The Master, in the end, went to the piano and played E G B - whereupon the lady fell back on a couch with a sigh. It was more than she could bear.
_


----------



## Don Fatale (Aug 31, 2009)

Together with Prince Albert, Queen Victoria attended the penultimate Philharmonic concert on 11th June 1855 and was introduced to Wagner during the interval. She noted afterwards in her diary:
_
We dined early with Feodore, her girls, our boys, and all the ladies and gentlemen going to the Philharmonic where a fine concert was given, under the direction of the celebrated composer Herr Richard Wagner. He conducted in a peculiar way, taking Mozart's and Beethoven's symphonies in quite a different time to what one is accustomed. His own overture to Tannhause is a wonderful composition, quite overpowering, so grand, and in parts wild, string and descriptive. We spoke to him afterwards. He is short, very quiet, wears spectacles and has a very finely developed forehead, a hooked nose, & projecting chin. He must be about 34. 
_
(Actually Wagner was 42).

For his part Wagner describe the queen as .... _'not fat.. but very small and not at all pretty, with, I am sorry to say, a rather red nose. But there is something uncommonly friendly and confiding about her and though she is by no means imposing, she is nevertheless a kind and delightful person.'_

In 1858 Queen Victoria's daughter 'Vicky' was married to kaiser Frederick III. The Bridal Chorus (i.e. Here Comes The Bride) from Lohengrin, which premiered in 1850) was chosen, along with Mendelssohn's Wedding March. This Wagner and Mendelssohn double act has played a part in millions of weddings since then.


----------



## Don Fatale (Aug 31, 2009)

Eduard Devrient was the intendant to Grand Duke Friedrich in Karlsruhe, where Wagner had landed whilst looking for backers and a new position. His writing shows the exasperation many probably experienced in their dealings with Wagner.

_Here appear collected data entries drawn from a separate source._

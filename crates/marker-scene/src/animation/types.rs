//! Core animation types.
//!
//! - `TimelineId`: unique identifier for a timeline
//! - `ScaleAxis`: the single transform axis a bar animates
//! - `TimelineState`: playback state of a timeline

use std::fmt;
use std::sync::atomic::{AtomicU64, Ordering};

use serde::{Deserialize, Serialize};

/// Unique identifier for a timeline instance.
#[derive(Debug, Clone, Copy, PartialEq, Eq, Hash, PartialOrd, Ord, Serialize, Deserialize)]
pub struct TimelineId(pub u64);

impl TimelineId {
    /// Generate a new unique timeline ID.
    pub fn new() -> Self {
        static COUNTER: AtomicU64 = AtomicU64::new(1);
        Self(COUNTER.fetch_add(1, Ordering::Relaxed))
    }
}

impl Default for TimelineId {
    fn default() -> Self {
        Self::new()
    }
}

/// Transform axis a bar collapses along.
#[derive(Debug, Clone, Copy, PartialEq, Eq, Hash, Serialize, Deserialize)]
pub enum ScaleAxis {
    #[serde(rename = "scaleX")]
    X,
    #[serde(rename = "scaleY")]
    Y,
}

impl ScaleAxis {
    /// Name of the transform function, `scaleX` or `scaleY`.
    pub fn property(&self) -> &'static str {
        match self {
            Self::X => "scaleX",
            Self::Y => "scaleY",
        }
    }

    /// CSS `transform` value for a scale along this axis.
    pub fn transform(&self, value: f64) -> String {
        format!("{}({})", self.property(), value)
    }
}

impl fmt::Display for ScaleAxis {
    fn fmt(&self, f: &mut fmt::Formatter<'_>) -> fmt::Result {
        f.write_str(self.property())
    }
}

/// Playback state of a timeline.
///
/// Timelines only move forward: `Paused -> Playing -> Finished`, with
/// `Killed` reachable from any state.
#[derive(Debug, Clone, Copy, PartialEq, Eq, Serialize, Deserialize)]
#[serde(rename_all = "snake_case")]
pub enum TimelineState {
    /// Built but not yet played.
    Paused,
    /// Advancing with each frame.
    Playing,
    /// Every tween has reached its end value.
    Finished,
    /// Stopped by its owner; progress is discarded.
    Killed,
}

impl Default for TimelineState {
    fn default() -> Self {
        Self::Paused
    }
}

_8th May 1861. Visited Wagner at his hotel. As he says himself, he has earned absolutely nothing in recent years and got through a vast amount of money in Paris, all of it belonging to his friends and which he ought now to be seriously thinking of repaying. This poor man sat there in his green velvet dressing gown, lined in purple satin, with Turkish trousers of the same material and a broad brown velvet beret perched askew on his head.

I left him in no illusion as to the slender hopes than he places on the part of the Grand Duke, both for the production of Tristan and, even more, for the honorarium that he is seeking, nay, demanding, so that he can lead a carefree existence in a home of his own, writing his music and doing just as he pleases, naturally of course, in velvet and satin and the luxurious creature comforts that I know of his place in Zurich. He vacillates between acquiescing in his fate and dreaming up the most fanciful plans and ideas. Finally he said, somewhat ominously, that if all else fails, he will settle HERE in Karlsruhe... where he can live comfortably and inexpensively and travel between Paris and Germany. It would then be his pleasure to take an occasional interest in the work of our local theatre and in individual projects. What a hailstorm of trouble and unpleasantness I see looming and threatening me in my old age!_


----------



## Don Fatale (Aug 31, 2009)

Ludwig II of Bavaria (later to become Mad King Ludwig famous for the Neuschwanstein castle) came to the throne in 1864 at the age of 18. A passionate fan of Wagner, he wasted little time in summoning the composer to Munich.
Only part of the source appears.